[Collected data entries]
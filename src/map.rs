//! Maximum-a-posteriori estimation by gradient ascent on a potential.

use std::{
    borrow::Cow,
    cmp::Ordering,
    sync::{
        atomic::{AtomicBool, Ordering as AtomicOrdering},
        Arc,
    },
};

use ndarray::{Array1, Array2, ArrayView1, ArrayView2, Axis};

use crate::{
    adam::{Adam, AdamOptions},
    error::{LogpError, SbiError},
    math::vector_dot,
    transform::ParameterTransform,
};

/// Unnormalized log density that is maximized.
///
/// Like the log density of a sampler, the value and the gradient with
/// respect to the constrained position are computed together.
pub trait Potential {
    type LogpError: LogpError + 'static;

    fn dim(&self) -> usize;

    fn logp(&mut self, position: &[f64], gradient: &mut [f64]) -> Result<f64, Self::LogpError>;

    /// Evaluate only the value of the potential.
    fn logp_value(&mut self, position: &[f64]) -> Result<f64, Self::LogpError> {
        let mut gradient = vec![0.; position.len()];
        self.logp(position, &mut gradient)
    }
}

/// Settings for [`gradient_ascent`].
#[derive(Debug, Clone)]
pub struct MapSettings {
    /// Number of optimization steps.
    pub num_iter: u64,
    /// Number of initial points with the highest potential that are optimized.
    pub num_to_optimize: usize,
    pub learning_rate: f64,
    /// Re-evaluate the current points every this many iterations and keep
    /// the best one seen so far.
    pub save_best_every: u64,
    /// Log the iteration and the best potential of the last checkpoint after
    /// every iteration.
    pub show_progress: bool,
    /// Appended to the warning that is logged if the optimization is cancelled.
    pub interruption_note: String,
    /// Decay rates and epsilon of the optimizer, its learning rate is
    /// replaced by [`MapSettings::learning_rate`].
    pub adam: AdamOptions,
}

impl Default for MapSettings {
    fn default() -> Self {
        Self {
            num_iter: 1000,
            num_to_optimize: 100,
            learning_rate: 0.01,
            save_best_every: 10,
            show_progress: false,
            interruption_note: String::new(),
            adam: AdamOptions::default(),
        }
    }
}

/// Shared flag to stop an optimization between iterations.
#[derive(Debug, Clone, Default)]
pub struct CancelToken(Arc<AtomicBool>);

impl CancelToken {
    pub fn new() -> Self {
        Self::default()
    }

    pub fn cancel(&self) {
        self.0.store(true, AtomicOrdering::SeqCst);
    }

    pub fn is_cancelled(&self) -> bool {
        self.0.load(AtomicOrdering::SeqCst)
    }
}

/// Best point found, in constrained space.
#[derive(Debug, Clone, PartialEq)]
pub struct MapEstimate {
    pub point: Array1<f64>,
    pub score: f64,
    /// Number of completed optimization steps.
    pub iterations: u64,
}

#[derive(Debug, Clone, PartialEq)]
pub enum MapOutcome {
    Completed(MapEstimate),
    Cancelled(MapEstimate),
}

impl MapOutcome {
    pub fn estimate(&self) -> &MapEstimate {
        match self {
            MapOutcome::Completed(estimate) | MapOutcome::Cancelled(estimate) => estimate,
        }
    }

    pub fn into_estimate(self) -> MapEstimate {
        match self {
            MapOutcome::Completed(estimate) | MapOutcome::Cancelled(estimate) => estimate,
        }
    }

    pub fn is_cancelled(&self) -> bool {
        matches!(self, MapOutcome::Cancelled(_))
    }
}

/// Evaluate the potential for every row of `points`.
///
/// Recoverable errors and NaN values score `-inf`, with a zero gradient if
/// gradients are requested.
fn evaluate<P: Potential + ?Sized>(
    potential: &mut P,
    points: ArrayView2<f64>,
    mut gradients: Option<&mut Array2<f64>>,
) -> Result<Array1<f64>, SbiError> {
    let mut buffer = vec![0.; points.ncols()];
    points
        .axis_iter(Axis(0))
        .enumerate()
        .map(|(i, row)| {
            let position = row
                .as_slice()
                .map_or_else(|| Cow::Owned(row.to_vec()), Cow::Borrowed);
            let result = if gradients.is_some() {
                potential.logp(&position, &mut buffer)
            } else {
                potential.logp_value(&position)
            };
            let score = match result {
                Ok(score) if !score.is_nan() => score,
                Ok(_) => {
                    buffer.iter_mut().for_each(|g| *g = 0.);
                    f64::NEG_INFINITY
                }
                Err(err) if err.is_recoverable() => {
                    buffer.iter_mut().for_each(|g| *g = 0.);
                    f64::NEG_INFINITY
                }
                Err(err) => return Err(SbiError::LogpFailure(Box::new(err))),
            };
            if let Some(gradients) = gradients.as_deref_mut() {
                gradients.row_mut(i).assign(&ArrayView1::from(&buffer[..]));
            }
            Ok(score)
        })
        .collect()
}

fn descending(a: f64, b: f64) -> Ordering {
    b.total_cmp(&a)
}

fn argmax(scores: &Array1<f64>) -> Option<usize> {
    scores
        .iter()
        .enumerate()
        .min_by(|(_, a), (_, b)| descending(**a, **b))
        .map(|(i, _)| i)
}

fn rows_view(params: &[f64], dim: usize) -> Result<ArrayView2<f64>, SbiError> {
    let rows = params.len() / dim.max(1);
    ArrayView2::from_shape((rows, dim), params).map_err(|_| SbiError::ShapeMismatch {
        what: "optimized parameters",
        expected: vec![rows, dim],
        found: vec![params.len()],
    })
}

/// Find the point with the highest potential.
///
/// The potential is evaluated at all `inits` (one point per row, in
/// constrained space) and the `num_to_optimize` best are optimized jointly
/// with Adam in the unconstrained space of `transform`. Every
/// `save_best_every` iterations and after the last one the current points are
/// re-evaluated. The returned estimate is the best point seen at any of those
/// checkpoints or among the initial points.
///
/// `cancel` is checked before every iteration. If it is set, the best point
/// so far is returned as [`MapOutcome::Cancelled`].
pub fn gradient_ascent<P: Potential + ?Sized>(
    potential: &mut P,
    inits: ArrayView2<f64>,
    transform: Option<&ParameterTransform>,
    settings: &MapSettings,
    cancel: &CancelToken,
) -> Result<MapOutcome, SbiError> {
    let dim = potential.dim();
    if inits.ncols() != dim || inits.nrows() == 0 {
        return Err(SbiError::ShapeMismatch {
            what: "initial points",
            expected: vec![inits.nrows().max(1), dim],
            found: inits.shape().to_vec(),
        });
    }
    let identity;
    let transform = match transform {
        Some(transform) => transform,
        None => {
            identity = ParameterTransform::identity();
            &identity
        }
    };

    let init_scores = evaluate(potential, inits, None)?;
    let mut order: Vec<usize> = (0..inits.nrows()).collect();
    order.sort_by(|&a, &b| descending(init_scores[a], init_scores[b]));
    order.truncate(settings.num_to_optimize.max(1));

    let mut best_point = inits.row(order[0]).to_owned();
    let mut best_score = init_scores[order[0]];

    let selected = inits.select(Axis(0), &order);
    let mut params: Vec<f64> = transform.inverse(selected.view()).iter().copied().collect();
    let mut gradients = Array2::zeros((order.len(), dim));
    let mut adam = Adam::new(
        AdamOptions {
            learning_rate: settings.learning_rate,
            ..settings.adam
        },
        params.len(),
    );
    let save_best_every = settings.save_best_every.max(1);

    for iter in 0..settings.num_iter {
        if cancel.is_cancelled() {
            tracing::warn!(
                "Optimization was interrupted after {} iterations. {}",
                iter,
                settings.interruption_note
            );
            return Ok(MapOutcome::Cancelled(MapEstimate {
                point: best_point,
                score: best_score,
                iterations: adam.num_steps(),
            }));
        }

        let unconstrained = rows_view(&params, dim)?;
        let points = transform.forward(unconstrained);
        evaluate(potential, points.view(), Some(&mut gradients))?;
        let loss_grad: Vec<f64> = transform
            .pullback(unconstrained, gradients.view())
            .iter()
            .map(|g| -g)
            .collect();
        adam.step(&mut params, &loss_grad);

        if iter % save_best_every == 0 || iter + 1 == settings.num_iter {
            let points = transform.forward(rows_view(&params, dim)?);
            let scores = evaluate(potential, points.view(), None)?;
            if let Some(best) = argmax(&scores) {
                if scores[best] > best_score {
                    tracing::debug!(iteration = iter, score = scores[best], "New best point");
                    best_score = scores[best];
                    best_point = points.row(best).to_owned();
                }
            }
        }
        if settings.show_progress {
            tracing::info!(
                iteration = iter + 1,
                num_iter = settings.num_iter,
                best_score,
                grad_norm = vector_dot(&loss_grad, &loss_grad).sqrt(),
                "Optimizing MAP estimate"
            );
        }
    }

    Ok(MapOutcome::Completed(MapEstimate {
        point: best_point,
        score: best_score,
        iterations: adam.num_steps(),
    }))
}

Aim of the task: Every line above that holds "optimized" should be copied out.

Response to the task:
    /// Number of initial points with the highest potential that are optimized.
        what: "optimized parameters",
/// constrained space) and the `num_to_optimize` best are optimized jointly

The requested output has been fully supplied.